BRONZEVILLE — Since 2001, 50 mostly Black women and girls have gone missing or turned up murdered in Chicago. There’s been speculation about a serial killer, and after years of protests, the FBI joined the Chicago Police Department to investigate these cases.

But they remain unsolved.

On Tuesday, hundreds are expected to march in Bronzeville for the fourth time to bring attention to these cases.

In 2018 at just 13 years old, organizer Aziyah Roberts led the first march for these women — and she hasn’t backed down since.

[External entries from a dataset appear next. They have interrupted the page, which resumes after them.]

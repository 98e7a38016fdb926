//! Lifecycle controller.
//!
//! Ties the startup supervisor, the signal dispatcher and the teardown
//! supervisor together. Every teardown trigger (startup failure, signal,
//! unrecovered fault, explicit request) funnels through [`Controller::request`],
//! where a single compare-exchange on `exiting` decides whether it wins.
//!
//! ```text
//! trigger ──▶ exit gate ──lost──▶ ignored
//!                │won
//!                ▼
//!        record reason, log trap
//!                │
//!                ▼
//!   traps wait for startup to settle (≤ teardown timeout)
//!                │
//!                ▼
//!   teardown supervisor ──▶ disarm dispatcher ──▶ Terminated ──▶ Terminator
//! ```

use std::fmt;
use std::future::Future;
use std::sync::{Arc, Mutex, MutexGuard, PoisonError};
use std::time::Duration;

use futures_util::future::FutureExt;
use tokio::runtime::Handle;
use tokio::sync::watch;

use crate::config::LifecycleConfig;
use crate::error::{BoxError, LifecycleError};
use crate::lifecycle::shutdown::{noop_teardown, ProcessExit, TeardownAction, TeardownSupervisor, Terminator};
use crate::lifecycle::signals::SignalDispatcher;
use crate::lifecycle::startup::{noop_startup, StartupAction, StartupSupervisor};
use crate::lifecycle::state::{ExitStatus, FailureReason, LifecycleState, Phase, Signal};
use crate::observability::{metrics, LogSink, TracingSink};

const DEFAULT_STARTUP_TIMEOUT: Duration = Duration::from_secs(20);
const DEFAULT_TEARDOWN_TIMEOUT: Duration = Duration::from_secs(10);

fn lock<T>(mutex: &Mutex<T>) -> MutexGuard<'_, T> {
    mutex.lock().unwrap_or_else(PoisonError::into_inner)
}

/// A request to begin teardown.
#[derive(Debug, Clone)]
pub(crate) enum Trigger {
    StartupFailure(FailureReason),
    Signal(Signal),
    Fault(FailureReason),
    Explicit(Option<FailureReason>),
}

impl Trigger {
    fn kind(&self) -> &'static str {
        match self {
            Trigger::StartupFailure(_) => "startup_failure",
            Trigger::Signal(_) => "signal",
            Trigger::Fault(_) => "fault",
            Trigger::Explicit(_) => "explicit",
        }
    }

    fn into_reason(self) -> Option<FailureReason> {
        match self {
            Trigger::StartupFailure(reason) | Trigger::Fault(reason) => Some(reason),
            Trigger::Signal(signal) => Some(FailureReason::signal(signal)),
            Trigger::Explicit(reason) => reason,
        }
    }
}

pub(crate) struct Controller {
    state: LifecycleState,
    sink: Arc<dyn LogSink>,
    teardown_timeout: Duration,
    startup_settled: watch::Receiver<bool>,
    teardown: Mutex<Option<TeardownSupervisor>>,
    dispatcher: Mutex<Option<SignalDispatcher>>,
    terminator: Arc<dyn Terminator>,
    runtime: Handle,
}

impl Controller {
    /// Offer a trigger to the exit gate. Returns `true` if it won.
    ///
    /// Never blocks: waiting for startup and running teardown happen on a
    /// spawned task.
    pub(crate) fn request(self: &Arc<Self>, trigger: Trigger) -> bool {
        let kind = trigger.kind();
        if !self.state.try_begin_exit() {
            tracing::debug!(kind, "Teardown already underway, ignoring trigger");
            metrics::record_ignored_trigger(kind);
            return false;
        }
        metrics::record_trigger(kind);

        // Only traps wait for startup. A failed startup has already settled,
        // and an explicit request is honoured right away.
        let wait_for_startup = matches!(trigger, Trigger::Signal(_) | Trigger::Fault(_));
        match &trigger {
            Trigger::Signal(signal) => {
                self.sink
                    .info(&format!("trapped {}, assuring startup complete...", signal));
            }
            Trigger::Fault(reason) => {
                self.sink.error(&format!(
                    "trapped unrecovered fault: {}, assuring startup complete...",
                    reason
                ));
            }
            Trigger::StartupFailure(_) | Trigger::Explicit(_) => {}
        }

        let reason = trigger.into_reason();
        self.state.record_reason(reason.clone());

        let controller = Arc::clone(self);
        self.runtime.spawn(async move {
            if wait_for_startup {
                controller.await_startup().await;
            }
            controller.finish(reason).await;
        });
        true
    }

    async fn await_startup(&self) {
        let mut settled = self.startup_settled.clone();
        let waited = tokio::time::timeout(self.teardown_timeout, settled.wait_for(|done| *done)).await;
        // A closed channel means the startup task is gone; nothing left to wait on.
        if waited.is_err() {
            self.sink.error(&format!(
                "startup couldn't complete in {} sec",
                self.teardown_timeout.as_secs_f64()
            ));
        }
    }

    async fn finish(&self, reason: Option<FailureReason>) {
        let supervisor = lock(&self.teardown).take();
        let Some(supervisor) = supervisor else {
            return;
        };
        let status = supervisor.run_once(&self.state, reason).await;

        let dispatcher = lock(&self.dispatcher).take();
        if let Some(dispatcher) = dispatcher {
            dispatcher.disarm();
        }

        self.state.mark_terminated(status);
        tracing::debug!(code = status.code(), "Terminating");
        self.terminator.terminate(status);
    }
}

/// Builder for a process lifecycle coordinator.
///
/// ```no_run
/// # async fn example() -> Result<(), lifecycle_coordinator::LifecycleError> {
/// use lifecycle_coordinator::{BoxError, Coordinator};
///
/// let handle = Coordinator::new()
///     .name("worker")
///     .startup(|| async { Ok::<(), BoxError>(()) })
///     .teardown(|reason| async move {
///         println!("stopping: {:?}", reason);
///         Ok::<(), BoxError>(())
///     })
///     .start()?;
/// handle.terminated().await;
/// # Ok(())
/// # }
/// ```
pub struct Coordinator {
    name: String,
    startup: Option<StartupAction>,
    teardown: Option<TeardownAction>,
    startup_timeout: Duration,
    teardown_timeout: Duration,
    sink: Option<Arc<dyn LogSink>>,
    terminator: Arc<dyn Terminator>,
    handle_signals: bool,
    trap_panics: bool,
}

impl Coordinator {
    pub fn new() -> Self {
        Self {
            name: "process".to_string(),
            startup: None,
            teardown: None,
            startup_timeout: DEFAULT_STARTUP_TIMEOUT,
            teardown_timeout: DEFAULT_TEARDOWN_TIMEOUT,
            sink: None,
            terminator: Arc::new(ProcessExit),
            handle_signals: true,
            trap_panics: true,
        }
    }

    /// Seed the builder from a validated configuration section.
    pub fn from_config(config: &LifecycleConfig) -> Self {
        Self::new()
            .name(config.name.clone())
            .startup_timeout(config.startup_timeout())
            .teardown_timeout(config.teardown_timeout())
            .handle_signals(config.handle_signals)
            .trap_panics(config.trap_panics)
    }

    pub fn name(mut self, name: impl Into<String>) -> Self {
        self.name = name.into();
        self
    }

    /// The action run once at boot.
    pub fn startup<F, Fut>(mut self, action: F) -> Self
    where
        F: FnOnce() -> Fut + Send + 'static,
        Fut: Future<Output = Result<(), BoxError>> + Send + 'static,
    {
        self.startup = Some(Box::new(move || action().boxed()));
        self
    }

    /// The action run once at shutdown with the triggering reason.
    pub fn teardown<F, Fut>(mut self, action: F) -> Self
    where
        F: FnOnce(Option<FailureReason>) -> Fut + Send + 'static,
        Fut: Future<Output = Result<(), BoxError>> + Send + 'static,
    {
        self.teardown = Some(Box::new(move |reason| action(reason).boxed()));
        self
    }

    pub fn startup_timeout(mut self, limit: Duration) -> Self {
        self.startup_timeout = limit;
        self
    }

    /// Also bounds the wait for startup to settle on signal-triggered shutdown.
    pub fn teardown_timeout(mut self, limit: Duration) -> Self {
        self.teardown_timeout = limit;
        self
    }

    /// Replace the default name-scoped tracing sink.
    pub fn log_sink(mut self, sink: Arc<dyn LogSink>) -> Self {
        self.sink = Some(sink);
        self
    }

    /// Replace the default `ProcessExit` terminator.
    pub fn terminator<T: Terminator>(mut self, terminator: T) -> Self {
        self.terminator = Arc::new(terminator);
        self
    }

    pub fn handle_signals(mut self, enabled: bool) -> Self {
        self.handle_signals = enabled;
        self
    }

    /// Chain a panic hook that turns panics into unrecovered faults.
    ///
    /// The hook present at `start()` is put back after teardown. A hook set
    /// on top of ours in the meantime is left installed.
    pub fn trap_panics(mut self, enabled: bool) -> Self {
        self.trap_panics = enabled;
        self
    }

    /// Arm the traps, then schedule startup. Must be called inside a Tokio runtime.
    pub fn start(self) -> Result<LifecycleHandle, LifecycleError> {
        let runtime = Handle::try_current()?;
        let name = self.name;
        let sink = self.sink.unwrap_or_else(|| Arc::new(TracingSink::new(name.clone())));

        let (settled_tx, settled_rx) = watch::channel(false);
        let startup = StartupSupervisor::new(
            self.startup.unwrap_or_else(noop_startup),
            self.startup_timeout,
            Arc::clone(&sink),
            settled_tx,
        );
        let teardown = TeardownSupervisor::new(
            self.teardown.unwrap_or_else(noop_teardown),
            self.teardown_timeout,
            Arc::clone(&sink),
        );

        let controller = Arc::new(Controller {
            state: LifecycleState::new(),
            sink,
            teardown_timeout: self.teardown_timeout,
            startup_settled: settled_rx,
            teardown: Mutex::new(Some(teardown)),
            dispatcher: Mutex::new(None),
            terminator: self.terminator,
            runtime: runtime.clone(),
        });

        // Handlers are registered before the startup task exists. The slot
        // stays locked until the dispatcher is stored, so a teardown racing
        // with arming still finds it to disarm.
        if self.handle_signals || self.trap_panics {
            let mut slot = lock(&controller.dispatcher);
            *slot = Some(SignalDispatcher::arm(
                Arc::clone(&controller),
                &runtime,
                self.handle_signals,
                self.trap_panics,
            )?);
        }

        tracing::debug!(
            name = %name,
            startup_timeout_secs = self.startup_timeout.as_secs_f64(),
            teardown_timeout_secs = self.teardown_timeout.as_secs_f64(),
            "Lifecycle coordinator armed"
        );

        let task_controller = Arc::clone(&controller);
        runtime.spawn(async move {
            match startup.run().await {
                Ok(()) => {
                    task_controller.state.mark_running();
                }
                Err(err) => {
                    task_controller.request(Trigger::StartupFailure(err.into()));
                }
            }
        });

        Ok(LifecycleHandle { controller })
    }
}

impl Default for Coordinator {
    fn default() -> Self {
        Self::new()
    }
}

/// Read access to the lifecycle state plus the teardown entry points.
#[derive(Clone)]
pub struct LifecycleHandle {
    controller: Arc<Controller>,
}

impl LifecycleHandle {
    pub fn state(&self) -> &LifecycleState {
        &self.controller.state
    }

    pub fn phase(&self) -> Phase {
        self.controller.state.phase()
    }

    pub fn is_exiting(&self) -> bool {
        self.controller.state.is_exiting()
    }

    pub fn exit_reason(&self) -> Option<FailureReason> {
        self.controller.state.exit_reason()
    }

    pub fn exit_status(&self) -> Option<ExitStatus> {
        self.controller.state.exit_status()
    }

    /// Force teardown. `None` requests a normal exit.
    ///
    /// Unlike a trapped signal, this does not wait for startup to settle.
    pub fn teardown(&self, reason: Option<FailureReason>) -> bool {
        self.controller.request(Trigger::Explicit(reason))
    }

    /// Route a termination signal observed by some other source.
    pub fn trap_signal(&self, signal: Signal) -> bool {
        self.controller.request(Trigger::Signal(signal))
    }

    /// Route an unrecovered fault detected outside the coordinator.
    pub fn report_fault<E>(&self, err: E) -> bool
    where
        E: std::error::Error + Send + Sync + 'static,
    {
        self.controller.request(Trigger::Fault(FailureReason::fault(err)))
    }

    pub fn subscribe(&self) -> watch::Receiver<Phase> {
        self.controller.state.subscribe()
    }

    /// Resolves once startup succeeded, failed or timed out.
    pub async fn startup_settled(&self) {
        let mut settled = self.controller.startup_settled.clone();
        let _ = settled.wait_for(|done| *done).await;
    }

    /// Resolves once teardown finished and the exit status is decided.
    pub async fn terminated(&self) -> ExitStatus {
        let mut phase = self.subscribe();
        let _ = phase.wait_for(|p| *p == Phase::Terminated).await;
        self.exit_status().unwrap_or(ExitStatus::Failure)
    }
}

impl fmt::Debug for LifecycleHandle {
    fn fmt(&self, f: &mut fmt::Formatter<'_>) -> fmt::Result {
        f.debug_struct("LifecycleHandle")
            .field("phase", &self.phase())
            .field("exit_reason", &self.exit_reason())
            .finish()
    }
}
//! Lifecycle management subsystem.
//!
//! # Data Flow
//! ```text
//! Coordinator::start (controller.rs):
//!     Arm signal/panic traps (signals.rs) → spawn startup (startup.rs)
//!
//! Startup (startup.rs):
//!     Yield once → guarded startup action → settled
//!     → success: Running
//!     → failure/timeout: teardown trigger
//!
//! Signals (signals.rs):
//!     SIGTERM/SIGINT → signal trigger
//!     panic anywhere → unrecovered fault trigger
//!
//! Controller (controller.rs):
//!     trigger → exit gate (first wins) → (traps) wait for startup to settle
//!     → teardown (shutdown.rs) → exit status → Terminator
//! ```
//!
//! # Design Decisions
//! - One startup action, one teardown action, per process lifetime
//! - Every wait is bounded; nothing is retried
//! - Teardown has timeout: exit status 2 after the deadline

pub mod controller;
pub mod shutdown;
pub(crate) mod signals;
pub mod startup;
pub mod state;

pub use controller::{Coordinator, LifecycleHandle};
pub use shutdown::{ProcessExit, TeardownAction, Terminator};
pub use startup::StartupAction;
pub use state::{ExitStatus, FailureReason, LifecycleState, Phase, Signal};
//! Metrics collection and exposition.
//!
//! # Metrics
//! - `lifecycle_triggers_total` (counter): accepted teardown triggers by kind
//! - `lifecycle_triggers_ignored_total` (counter): triggers dropped by the exit gate
//! - `lifecycle_startup_duration_seconds` (histogram): guarded startup wait
//! - `lifecycle_teardown_duration_seconds` (histogram): guarded teardown wait
//! - `lifecycle_exit_status` (gauge): final exit code
//!
//! # Design Decisions
//! - Recording goes through the `metrics` facade; without an installed
//!   recorder every call is a no-op
//! - The Prometheus exporter is opt-in and installed by the binary

use std::net::SocketAddr;
use std::time::Duration;

use metrics::{counter, gauge, histogram};
use metrics_exporter_prometheus::PrometheusBuilder;

use crate::lifecycle::state::ExitStatus;

/// Initialize the Prometheus metrics exporter.
pub fn init_metrics(addr: SocketAddr) {
    let builder = PrometheusBuilder::new();
    match builder.with_http_listener(addr).install() {
        Ok(()) => tracing::info!(address = %addr, "Metrics exporter listening"),
        Err(e) => tracing::error!(error = %e, "Failed to install Prometheus recorder"),
    }
}

pub fn record_trigger(kind: &'static str) {
    counter!("lifecycle_triggers_total", "kind" => kind).increment(1);
}

pub fn record_ignored_trigger(kind: &'static str) {
    counter!("lifecycle_triggers_ignored_total", "kind" => kind).increment(1);
}

pub fn record_startup(elapsed: Duration, ok: bool) {
    let outcome = if ok { "ok" } else { "failed" };
    histogram!("lifecycle_startup_duration_seconds", "outcome" => outcome).record(elapsed.as_secs_f64());
}

pub fn record_teardown(elapsed: Duration, status: ExitStatus) {
    histogram!("lifecycle_teardown_duration_seconds").record(elapsed.as_secs_f64());
    gauge!("lifecycle_exit_status").set(f64::from(status.code()));
}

“I was angry that Black girls and women around the city going missing, being harmed, abducted, and even murdered and not much was being said or done about it. I went to my grandmother and to KOCO. I told them we should do a march,” Roberts said in a statement.

She now works with KOCO — the Kenwood Oakland Community Organization. The march will kick off at 5 p.m. Tuesday in front of Chase Bank, 35th Street and King Drive, ending at 51st Street and King Drive.

The march, dubbed “We Walk For Them,” aims to bring attention to the unsolved slayings of Black women and girls in Chicago.

KOCO will be joined by Good Kids Mad City, H.E.R., Mothers Opposed To Violence Everywhere (M.O.V.E.), Protect Black Girls, Long Walk Home and Ald. Jeanette Taylor (20th).

So far, it is unclear what progress has been made since the formation of an FBI/Chicago Police Department task force in 2019 after local activists called on law enforcement to act. Some missing persons cases go as far back as 2001.

While organizers successfully lobbied for the state police to make policy changes to address the hundreds of cases backlogged due to DNA testing, the activists hope to keep the pressure on police and local officials to get those cases solved and prevent new ones.